Tuesday, November 10, 2009

Book Review: The Woman in White

"The driver was evidently discomposed by the lateness of my arrival. He was in that state of highly respectful sulkiness which is peculiar to English servants."

Wilkie Collins's The Woman in White is really a novel to sink your teeth (and brain) into. (I realize that's not a grammatically correct sentence, but sometimes I opt for the vernacular over the cumbersome.) First serialized in in 1859 and then published in book form in 1860, the work is one of the first in both the mystery and sensation genre. Once I started reading it and wrapped my brain around the 19th century verbosity (the antithesis of minimalism), I was hooked.

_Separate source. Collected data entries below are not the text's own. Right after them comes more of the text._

//! Dataset directory layout and per-frame depth loading.
//!
//! ```text
//! <root>/
//!   cameras.txt          COLMAP camera model
//!   images.txt           COLMAP poses, IMAGE_ID = frame index
//!   rgb/img_00001.png    colour frames (only counted)
//!   depth/img_00001.npy  depth in metres, or img_00001.png (16-bit)
//! ```
//!
//! Frames are numbered from 1.

use std::collections::BTreeMap;
use std::path::{Path, PathBuf};

use anyhow::{bail, ensure, Context, Result};
use image::{DynamicImage, ImageReader};
use log::{debug, info};
use tsdf_core::{DepthMap, Iso3, PinholeIntrinsics, PoseConvention, Scalar};

use crate::{colmap, npy};

/// Storage format of a depth frame.
#[derive(Debug, Clone, Copy, PartialEq, Eq)]
pub enum DepthFormat {
    /// `.npy` array; float values are metres.
    Npy,
    /// 8- or 16-bit grayscale `.png`, raw units divided by the depth scale.
    Png,
}

impl DepthFormat {
    fn extension(self) -> &'static str {
        match self {
            Self::Npy => "npy",
            Self::Png => "png",
        }
    }
}

/// A dataset directory with its camera and poses already parsed.
#[derive(Debug, Clone)]
pub struct Dataset {
    root: PathBuf,
    intrinsics: PinholeIntrinsics,
    poses: BTreeMap<usize, Iso3>,
    frame_count: usize,
    depth_scale: Scalar,
}

impl Dataset {
    /// Open `root`, reading `cameras.txt`, `images.txt` and counting frames.
    ///
    /// `depth_scale` converts integer depth units to metres (e.g. `1000.0`
    /// for millimetre PNGs).
    pub fn open(root: &Path, depth_scale: Scalar, convention: PoseConvention) -> Result<Self> {
        ensure!(
            depth_scale.is_finite() && depth_scale > 0.0,
            "depth scale must be positive, got {depth_scale}"
        );
        ensure!(root.is_dir(), "dataset root {} is not a directory", root.display());

        let intrinsics = colmap::load_intrinsics(&root.join("cameras.txt"))?;
        let poses = colmap::load_poses(&root.join("images.txt"), convention)?;
        let frame_count = count_frames(root)?;
        ensure!(frame_count > 0, "no frames found under {}", root.display());

        info!(
            "dataset {}: {frame_count} frames, {} poses, f={:.3} cx={:.3} cy={:.3}",
            root.display(),
            poses.len(),
            intrinsics.f,
            intrinsics.cx,
            intrinsics.cy
        );

        Ok(Self {
            root: root.to_path_buf(),
            intrinsics,
            poses,
            frame_count,
            depth_scale,
        })
    }

    pub fn root(&self) -> &Path {
        &self.root
    }

    pub fn intrinsics(&self) -> &PinholeIntrinsics {
        &self.intrinsics
    }

    pub fn poses(&self) -> &BTreeMap<usize, Iso3> {
        &self.poses
    }

    /// Number of frames; valid indices are `1..=frame_count`.
    pub fn frame_count(&self) -> usize {
        self.frame_count
    }

    pub fn depth_scale(&self) -> Scalar {
        self.depth_scale
    }

    /// World-to-camera pose of frame `index`.
    pub fn pose(&self, index: usize) -> Result<Iso3> {
        self.poses
            .get(&index)
            .copied()
            .with_context(|| format!("no pose for frame {index} in images.txt"))
    }

    /// Path and format of the depth file for frame `index`; `.npy` wins
    /// when both exist.
    pub fn depth_path(&self, index: usize) -> Result<(PathBuf, DepthFormat)> {
        let dir = self.root.join("depth");
        for format in [DepthFormat::Npy, DepthFormat::Png] {
            let path = dir.join(format!("{}.{}", frame_stem(index), format.extension()));
            if path.is_file() {
                return Ok((path, format));
            }
        }
        bail!("no depth file for frame {index} in {}", dir.display())
    }

    /// Load the depth map of frame `index` in metres.
    pub fn load_depth(&self, index: usize) -> Result<DepthMap> {
        let (path, format) = self.depth_path(index)?;
        debug!("frame {index}: reading {}", path.display());
        match format {
            DepthFormat::Npy => npy::read_depth(&path, self.depth_scale),
            DepthFormat::Png => read_png_depth(&path, self.depth_scale),
        }
    }

    /// Depth map and pose of frame `index`.
    pub fn frame(&self, index: usize) -> Result<(DepthMap, Iso3)> {
        ensure!(
            (1..=self.frame_count).contains(&index),
            "frame {index} outside 1..={}",
            self.frame_count
        );
        Ok((self.load_depth(index)?, self.pose(index)?))
    }
}

/// Write a dataset in the layout read by [`Dataset::open`]: `cameras.txt`,
/// `images.txt` and `depth/img_XXXXX.npy`. `frames[k]` becomes frame `k + 1`;
/// poses are world-to-camera.
pub fn write_dataset(
    root: &Path,
    intrinsics: &PinholeIntrinsics,
    frames: &[(DepthMap, Iso3)],
) -> Result<()> {
    let depth_dir = root.join("depth");
    std::fs::create_dir_all(&depth_dir)
        .with_context(|| format!("failed to create {}", depth_dir.display()))?;

    let cameras = root.join("cameras.txt");
    std::fs::write(&cameras, colmap::format_cameras(intrinsics)?)
        .with_context(|| format!("failed to write {}", cameras.display()))?;

    let poses: BTreeMap<usize, Iso3> = frames
        .iter()
        .enumerate()
        .map(|(k, (_, pose))| (k + 1, *pose))
        .collect();
    let images = root.join("images.txt");
    std::fs::write(&images, colmap::format_images(&poses))
        .with_context(|| format!("failed to write {}", images.display()))?;

    for (k, (depth, _)) in frames.iter().enumerate() {
        let path = depth_dir.join(format!("{}.npy", frame_stem(k + 1)));
        npy::write_depth(&path, depth)?;
    }
    info!("wrote {} frames to {}", frames.len(), root.display());
    Ok(())
}

/// `img_00042` for frame 42.
pub fn frame_stem(index: usize) -> String {
    format!("img_{index:05}")
}

/// Number of frames: files in `rgb/`, or in `depth/` when `rgb/` is absent.
fn count_frames(root: &Path) -> Result<usize> {
    let rgb = root.join("rgb");
    let dir = if rgb.is_dir() { rgb } else { root.join("depth") };

    let mut count = 0usize;
    for entry in std::fs::read_dir(&dir)
        .with_context(|| format!("failed to list {}", dir.display()))?
    {
        let entry = entry?;
        if !entry.file_type()?.is_file() {
            continue;
        }
        let name = entry.file_name();
        if name.to_str().is_some_and(|n| n.starts_with("img_")) {
            count += 1;
        }
    }
    Ok(count)
}

fn read_png_depth(path: &Path, depth_scale: Scalar) -> Result<DepthMap> {
    let img = ImageReader::open(path)
        .with_context(|| format!("failed to read image {}", path.display()))?
        .decode()
        .with_context(|| format!("failed to decode {}", path.display()))?;

    let (width, height) = (img.width() as usize, img.height() as usize);
    let data: Vec<Scalar> = match img {
        DynamicImage::ImageLuma16(buf) => buf
            .into_raw()
            .into_iter()
            .map(|v| v as Scalar / depth_scale)
            .collect(),
        DynamicImage::ImageLuma8(buf) => buf
            .into_raw()
            .into_iter()
            .map(|v| v as Scalar / depth_scale)
            .collect(),
        other => bail!(
            "{}: depth PNG must be single-channel, got {:?}",
            path.display(),
            other.color()
        ),
    };
    Ok(DepthMap::from_vec(width, height, data)?)
}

The story line is complex, with more than one mystery to unravel. Collins effectively utilizes the epistolary format to present different characters' interpretations of events and to tie together various elements of the plot. This was especially entertaining to me, as it really gives an in-depth look into the perceptions and personalities of different characters.

Collins is adept at creating memorable characters, almost all of whom seem so real you would know them anywhere. Consider this description of Laura Fairlie's former governess, Mrs. Vesey: "Some of us rush through life, and some of us saunter through life. Mrs. Vesey sat through life. Sat in the house, early and late; sat in the garden; sat in unexpected windowseats in passages; sat (on a camp-stool) when her friends tried to take her out walking; sat before she looked at anything, before she talked of anything, before she answered Yes, or No, to the commonest question -- always with the same serene smile on her lips, the same vacantly-attentive turn of the head, the same snugly-comfortable position of her hands and arms, under every possible change of domestic circumstances. A mild, a compliant, an unutterably tranquil and harmless old lady, who never by any chance suggested the idea that she had been actually alive since the hour of her birth." Can't you just see her?

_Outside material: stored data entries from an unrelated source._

//! Analytic scenes rendered into depth maps.
//!
//! Depth is the camera-frame `z` of the first ray/surface intersection, which
//! is what a depth sensor reports and what fusion compares voxel `z` against.

use crate::{DepthMap, Iso3, ModelError, PinholeIntrinsics, Pt3, Real, Scalar, Vec3};

/// Infinite plane `{ p : normal · p = offset }` in world coordinates.
#[derive(Clone, Copy, Debug, PartialEq)]
pub struct Plane {
    /// Unit normal.
    pub normal: Vec3,
    pub offset: Real,
}

impl Plane {
    /// Build a plane from any non-zero normal; the normal is normalised.
    pub fn new(normal: Vec3, offset: Real) -> Self {
        let n = normal.norm();
        Self {
            normal: normal / n,
            offset: offset / n,
        }
    }

    /// Signed distance of a world point to the plane (positive on the normal side).
    pub fn signed_distance(&self, p: &Pt3) -> Real {
        self.normal.dot(&p.coords) - self.offset
    }

    /// Ray parameter `t` where `origin + t * dir` meets the plane.
    pub fn intersect(&self, origin: &Pt3, dir: &Vec3) -> Option<Real> {
        let denom = self.normal.dot(dir);
        if denom.abs() < 1e-12 {
            return None;
        }
        let t = (self.offset - self.normal.dot(&origin.coords)) / denom;
        t.is_finite().then_some(t)
    }
}

/// Render the depth map of `plane` seen through `intrinsics` at `world_to_camera`.
///
/// The intrinsics must carry an image size. Pixels whose ray misses the
/// plane, or hits it behind the camera, get depth `0`.
pub fn render_plane_depth(
    intrinsics: &PinholeIntrinsics,
    camera_se3_world: &Iso3,
    plane: &Plane,
) -> Result<DepthMap, ModelError> {
    intrinsics.validate()?;
    let Some(size) = intrinsics.image_size else {
        return Err(ModelError::InvalidIntrinsics(
            "rendering requires an image size".to_string(),
        ));
    };

    let world_se3_camera = camera_se3_world.inverse();
    let eye = world_se3_camera.transform_point(&Pt3::origin());
    let mut depth = DepthMap::new(size.width, size.height);

    for row in 0..size.height {
        for col in 0..size.width {
            // Ray through the pixel centre, scaled so that its camera z is 1:
            // the intersection parameter is then directly the depth.
            let dir_c = Vec3::new(
                (col as Real - intrinsics.cx) / intrinsics.f,
                (row as Real - intrinsics.cy) / intrinsics.f,
                1.0,
            );
            let dir_w = world_se3_camera.transform_vector(&dir_c);
            if let Some(t) = plane.intersect(&eye, &dir_w) {
                if t > 0.0 {
                    depth.set(row, col, t as Scalar);
                }
            }
        }
    }
    Ok(depth)
}

/// World-to-camera pose of a camera at `eye` looking at `target`.
///
/// The camera `+z` axis points at the target and its `+y` axis (image rows)
/// is aligned as closely as possible with `down`.
pub fn look_at(eye: &Pt3, target: &Pt3, down: &Vec3) -> Iso3 {
    Iso3::face_towards(eye, target, down).inverse()
}

/// `n_views` cameras on a ring of radius `radius`, all at distance `standoff`
/// along `-z` from `target` and looking at it.
///
/// Views are ordered by angle; the first view sits at `+x` of the ring.
pub fn orbit_poses(n_views: usize, target: Pt3, radius: Real, standoff: Real) -> Vec<Iso3> {
    (0..n_views)
        .map(|view_idx| {
            let angle = std::f64::consts::TAU * view_idx as Real / n_views.max(1) as Real;
            let eye = Pt3::new(
                target.x + radius * angle.cos(),
                target.y + radius * angle.sin(),
                target.z - standoff,
            );
            look_at(&eye, &target, &Vec3::y())
        })
        .collect()
}

#[cfg(test)]
mod tests {
    use super::*;

    #[test]
    fn fronto_parallel_plane_has_constant_depth() {
        let k = PinholeIntrinsics::new(50.0, 15.5, 11.5).with_image_size(32, 24);
        let plane = Plane::new(Vec3::z(), 2.0);
        let depth = render_plane_depth(&k, &Iso3::identity(), &plane).unwrap();
        assert_eq!(depth.valid_count(), 32 * 24);
        for d in depth.as_slice() {
            assert!((d - 2.0).abs() < 1e-6);
        }
    }

    #[test]
    fn plane_behind_camera_is_invalid() {
        let k = PinholeIntrinsics::new(50.0, 15.5, 11.5).with_image_size(32, 24);
        let plane = Plane::new(Vec3::z(), -1.0);
        let depth = render_plane_depth(&k, &Iso3::identity(), &plane).unwrap();
        assert_eq!(depth.valid_count(), 0);
    }

    #[test]
    fn rendering_requires_image_size() {
        let k = PinholeIntrinsics::new(50.0, 15.5, 11.5);
        let plane = Plane::new(Vec3::z(), 2.0);
        assert!(render_plane_depth(&k, &Iso3::identity(), &plane).is_err());
    }

    #[test]
    fn look_at_straight_ahead_is_a_translation() {
        let pose = look_at(&Pt3::new(1.0, 2.0, 0.0), &Pt3::new(1.0, 2.0, 5.0), &Vec3::y());
        let p = pose.transform_point(&Pt3::new(1.0, 2.0, 5.0));
        assert!((p - Pt3::new(0.0, 0.0, 5.0)).norm() < 1e-12);
        let q = pose.transform_point(&Pt3::new(2.0, 3.0, 0.0));
        assert!((q - Pt3::new(1.0, 1.0, 0.0)).norm() < 1e-12);
    }

    #[test]
    fn orbit_cameras_see_the_target_on_axis() {
        let target = Pt3::new(0.5, 0.5, 1.0);
        for pose in orbit_poses(5, target, 0.2, 0.8) {
            let p = pose.transform_point(&target);
            assert!(p.x.abs() < 1e-9 && p.y.abs() < 1e-9);
            assert!(p.z > 0.8);
        }
    }

    #[test]
    fn plane_signed_distance() {
        let plane = Plane::new(Vec3::new(0.0, 0.0, 2.0), 2.0);
        assert!((plane.offset - 1.0).abs() < 1e-12);
        assert!((plane.signed_distance(&Pt3::new(3.0, -1.0, 1.5)) - 0.5).abs() < 1e-12);
    }
}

Of course, there those few issues when 21st century readers dive into a 19th century text. Certain plot twists meant to elicit shock fall short; but that's to be expected. We're talking about one of the first mystery novels published. Contemporary readers of the novel were completely surprised by developments that readers today can see coming from miles away. That being said, The Woman in White still has the power to pull the rug out from under us, keep us guessing, and pull us into the story. For me, that is a hallmark of a classic. The laundry and dishes may pile up and your family may wonder aloud about supper, but sometimes the book is so engrossing you just can't put it down. Aren't those the best?